- Exercise prompt
Among the entries below, find each line holding "when" and return it.

Saved entries
======

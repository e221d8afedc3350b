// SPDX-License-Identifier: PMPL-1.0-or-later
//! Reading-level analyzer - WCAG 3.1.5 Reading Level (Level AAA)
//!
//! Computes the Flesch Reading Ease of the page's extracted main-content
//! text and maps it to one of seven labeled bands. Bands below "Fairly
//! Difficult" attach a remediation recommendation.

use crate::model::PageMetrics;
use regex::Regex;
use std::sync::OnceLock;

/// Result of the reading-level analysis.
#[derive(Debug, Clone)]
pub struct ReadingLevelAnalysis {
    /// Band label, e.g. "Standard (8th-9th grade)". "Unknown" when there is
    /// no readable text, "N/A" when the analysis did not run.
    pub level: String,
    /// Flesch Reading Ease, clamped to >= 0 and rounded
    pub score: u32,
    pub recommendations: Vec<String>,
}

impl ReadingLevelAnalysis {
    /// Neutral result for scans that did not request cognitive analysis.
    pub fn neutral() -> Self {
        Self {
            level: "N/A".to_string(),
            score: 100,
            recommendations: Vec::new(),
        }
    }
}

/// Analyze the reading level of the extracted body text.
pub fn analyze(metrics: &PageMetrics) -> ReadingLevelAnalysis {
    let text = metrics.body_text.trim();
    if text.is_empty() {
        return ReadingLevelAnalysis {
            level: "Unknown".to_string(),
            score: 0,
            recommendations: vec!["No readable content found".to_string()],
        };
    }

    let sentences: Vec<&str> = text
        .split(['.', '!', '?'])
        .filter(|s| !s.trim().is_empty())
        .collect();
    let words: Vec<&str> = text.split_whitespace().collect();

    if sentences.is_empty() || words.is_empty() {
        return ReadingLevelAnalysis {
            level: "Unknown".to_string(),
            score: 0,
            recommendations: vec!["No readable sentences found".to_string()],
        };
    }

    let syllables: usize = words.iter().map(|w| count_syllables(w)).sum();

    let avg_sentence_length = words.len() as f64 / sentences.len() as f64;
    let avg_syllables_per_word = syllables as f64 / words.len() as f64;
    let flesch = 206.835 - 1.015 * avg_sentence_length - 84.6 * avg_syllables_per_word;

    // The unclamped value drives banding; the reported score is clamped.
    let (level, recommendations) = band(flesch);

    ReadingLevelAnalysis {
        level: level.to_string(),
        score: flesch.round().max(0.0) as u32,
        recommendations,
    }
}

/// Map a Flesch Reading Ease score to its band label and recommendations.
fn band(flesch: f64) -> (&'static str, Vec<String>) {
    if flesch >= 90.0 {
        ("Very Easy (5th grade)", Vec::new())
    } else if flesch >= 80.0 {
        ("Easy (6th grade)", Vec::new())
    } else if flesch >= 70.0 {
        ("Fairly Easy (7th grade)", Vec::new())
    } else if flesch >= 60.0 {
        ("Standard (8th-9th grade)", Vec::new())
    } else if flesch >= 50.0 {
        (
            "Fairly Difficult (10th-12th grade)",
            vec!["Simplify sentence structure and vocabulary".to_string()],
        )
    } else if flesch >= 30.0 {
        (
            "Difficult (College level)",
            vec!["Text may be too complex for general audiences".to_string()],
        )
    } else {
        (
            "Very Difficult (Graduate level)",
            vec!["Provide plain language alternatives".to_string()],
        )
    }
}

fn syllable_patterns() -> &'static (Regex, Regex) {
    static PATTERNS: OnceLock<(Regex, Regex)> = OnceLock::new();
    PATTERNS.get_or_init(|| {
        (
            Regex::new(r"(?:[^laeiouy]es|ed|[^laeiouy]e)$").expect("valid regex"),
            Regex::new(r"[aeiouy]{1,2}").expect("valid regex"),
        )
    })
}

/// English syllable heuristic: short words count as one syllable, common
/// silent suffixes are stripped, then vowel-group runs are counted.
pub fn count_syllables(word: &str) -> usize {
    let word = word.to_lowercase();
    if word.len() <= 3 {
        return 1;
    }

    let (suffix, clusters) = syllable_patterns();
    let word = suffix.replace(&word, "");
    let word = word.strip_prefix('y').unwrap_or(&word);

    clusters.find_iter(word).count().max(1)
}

======

- Output for this exercise
    /// Band label, e.g. "Standard (8th-9th grade)". "Unknown" when there is
    /// no readable text, "N/A" when the analysis did not run.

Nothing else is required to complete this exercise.